Je vous avais déjà chanté les louanges de Terre vaudoise et de son panel de biscuits artisanaux la semaine dernière. Mais ce mois sans grands distributeurs a été l'occasion de découvrir bien d'autres boutiques où je garderai mes habitudes. Avouons-le, c'est tellement valorisant d'être reconnue en passant la porte d'un petit commerce - plus compliqué quand vous vous fondez au milieu de la plèbe affamée à la Migros, à midi tapante.
Si j'ai effectivement payé de nombreux produits plus cher, j'ai également dépensé beaucoup moins en futilités et autres merdes industrielles inutiles.
Par exemple, j'assume être la première à craquer pour les étiquettes colorées estampillées «Nouveau». Ce mois-ci, adieu les tests de produits vegan débiles, je n'ai mangé que de la bidoche, de la vraie.
Au cas où vous ne l'auriez pas compris, j'aime excessivement manger. De ce fait, j'accorde plus d'importance que la moyenne à ce qui franchit le seuil de ma bouche. Ce mois au contact des commerçants m'a permis d'apprendre d'innombrables anecdotes sur des produits que j'affectionne (coucou fromage de chèvres cendré et vin biologique... dont vous entendrez bientôt des nouvelles!).
Pas super nouveau pour moi. A la différence que ce mois-ci, j'ai dû chercher des recettes pour savoir quoi faire de mon panier garni plutôt que des carottes de la Coop que j'avais choisies.

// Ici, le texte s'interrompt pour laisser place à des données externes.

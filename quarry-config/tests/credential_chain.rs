use quarry_common::observability::{LogConfig, init_logging};
use quarry_config::credentials::{CREDENTIAL_ENV, CREDENTIAL_FILE};
use quarry_config::{Credential, CredentialResolver, EnvSource, FileSource};
use serial_test::serial;
use std::fs;
use std::path::{Path, PathBuf};
use tempfile::TempDir;

fn init_tracing() {
    let _ = init_logging(LogConfig {
        app_name: "quarry-config-tests",
        log_dir: Some(std::env::temp_dir().join("quarry-config-tests")),
        default_filter: "trace",
        ..LogConfig::default()
    });
}

/// Switches the working directory for the lifetime of the guard.
struct CwdGuard {
    previous: PathBuf,
}

impl CwdGuard {
    fn enter(dir: &Path) -> Self {
        let previous = std::env::current_dir().expect("current dir");
        std::env::set_current_dir(dir).expect("enter temp dir");
        Self { previous }
    }
}

impl Drop for CwdGuard {
    fn drop(&mut self) {
        let _ = std::env::set_current_dir(&self.previous);
    }
}

/// Layout: `<tmp>/work` is the working directory and
/// `<tmp>/install/crate/src/credentials.rs` the module file, so `<tmp>/install`
/// is the install-relative root.
struct Layout {
    _tmp: TempDir,
    work: PathBuf,
    install_root: PathBuf,
    module_file: PathBuf,
}

fn layout() -> Layout {
    let tmp = TempDir::new().unwrap();
    let work = tmp.path().join("work");
    let install_root = tmp.path().join("install");
    let module_dir = install_root.join("crate").join("src");
    let module_file = module_dir.join("credentials.rs");
    fs::create_dir_all(&work).unwrap();
    fs::create_dir_all(&module_dir).unwrap();
    fs::write(&module_file, "").unwrap();
    Layout {
        _tmp: tmp,
        work,
        install_root,
        module_file,
    }
}

fn chain_for(l: &Layout) -> CredentialResolver {
    CredentialResolver::new(vec![
        Box::new(EnvSource::new(CREDENTIAL_ENV)),
        Box::new(FileSource::working_dir(CREDENTIAL_FILE)),
        Box::new(FileSource::install_relative_to(&l.module_file, CREDENTIAL_FILE)),
    ])
}

#[test]
#[serial]
fn environment_wins_when_every_source_is_populated() {
    init_tracing();
    let l = layout();
    fs::write(l.work.join(CREDENTIAL_FILE), "from-cwd\n").unwrap();
    fs::write(l.install_root.join(CREDENTIAL_FILE), "from-install\n").unwrap();
    let _cwd = CwdGuard::enter(&l.work);

    temp_env::with_var(CREDENTIAL_ENV, Some("from-env"), || {
        let got = chain_for(&l).resolve().unwrap();
        assert_eq!(got, Some(Credential::new("from-env")));
    });
}

#[test]
#[serial]
fn working_directory_file_is_trimmed() {
    init_tracing();
    let l = layout();
    fs::write(l.work.join(CREDENTIAL_FILE), "abc123\n").unwrap();
    let _cwd = CwdGuard::enter(&l.work);

    temp_env::with_var_unset(CREDENTIAL_ENV, || {
        let got = CredentialResolver::standard().resolve().unwrap();
        assert_eq!(got.as_ref().map(Credential::expose), Some("abc123"));
    });
}

#[test]
#[serial]
fn working_directory_beats_install_root() {
    init_tracing();
    let l = layout();
    fs::write(l.work.join(CREDENTIAL_FILE), "from-cwd").unwrap();
    fs::write(l.install_root.join(CREDENTIAL_FILE), "from-install").unwrap();
    let _cwd = CwdGuard::enter(&l.work);

    temp_env::with_var_unset(CREDENTIAL_ENV, || {
        let got = chain_for(&l).resolve().unwrap();
        assert_eq!(got, Some(Credential::new("from-cwd")));
    });
}

#[test]
#[serial]
fn install_root_file_is_the_last_resort() {
    init_tracing();
    let l = layout();
    fs::write(l.install_root.join(CREDENTIAL_FILE), "  xyz789  ").unwrap();
    let _cwd = CwdGuard::enter(&l.work);

    temp_env::with_var_unset(CREDENTIAL_ENV, || {
        let got = chain_for(&l).resolve().unwrap();
        assert_eq!(got, Some(Credential::new("xyz789")));
    });
}

#[test]
#[serial]
fn empty_environment_value_falls_through() {
    init_tracing();
    let l = layout();
    fs::write(l.install_root.join(CREDENTIAL_FILE), "from-install").unwrap();
    let _cwd = CwdGuard::enter(&l.work);

    temp_env::with_var(CREDENTIAL_ENV, Some(""), || {
        let got = chain_for(&l).resolve().unwrap();
        assert_eq!(got, Some(Credential::new("from-install")));
    });
}

#[test]
#[serial]
fn nothing_anywhere_is_absence_not_error() {
    init_tracing();
    let l = layout();
    let _cwd = CwdGuard::enter(&l.work);

    temp_env::with_var_unset(CREDENTIAL_ENV, || {
        let got = chain_for(&l).resolve();
        assert!(matches!(got, Ok(None)));
    });
}

#[test]
#[serial]
fn resolution_is_fresh_on_every_call() {
    init_tracing();
    let l = layout();
    let _cwd = CwdGuard::enter(&l.work);
    let resolver = chain_for(&l);

    temp_env::with_var_unset(CREDENTIAL_ENV, || {
        fs::write(l.work.join(CREDENTIAL_FILE), "first").unwrap();
        assert_eq!(resolver.resolve().unwrap(), Some(Credential::new("first")));

        fs::write(l.work.join(CREDENTIAL_FILE), "second").unwrap();
        assert_eq!(resolver.resolve().unwrap(), Some(Credential::new("second")));
    });
}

Spéciale dédicace à un lecteur attentif qui m'a apporté plus de caracs industriels que je n'en ai mérités.
Cette chronique a heurté d'innombrables bonnes âmes à la fibre déconsumériste autrement plus développée que la mienne. Loin de moi cette idée en sortant de ma confortable zone de confort capitaliste satanique.
Ce mois-ci a seulement mis en évidence une chose toute bête: ma chance infinie d'avoir le choix. Boycotter les supermarchés n'est pas une corvée. Ni même une bonne action. C'est un privilège à savourer copieusement.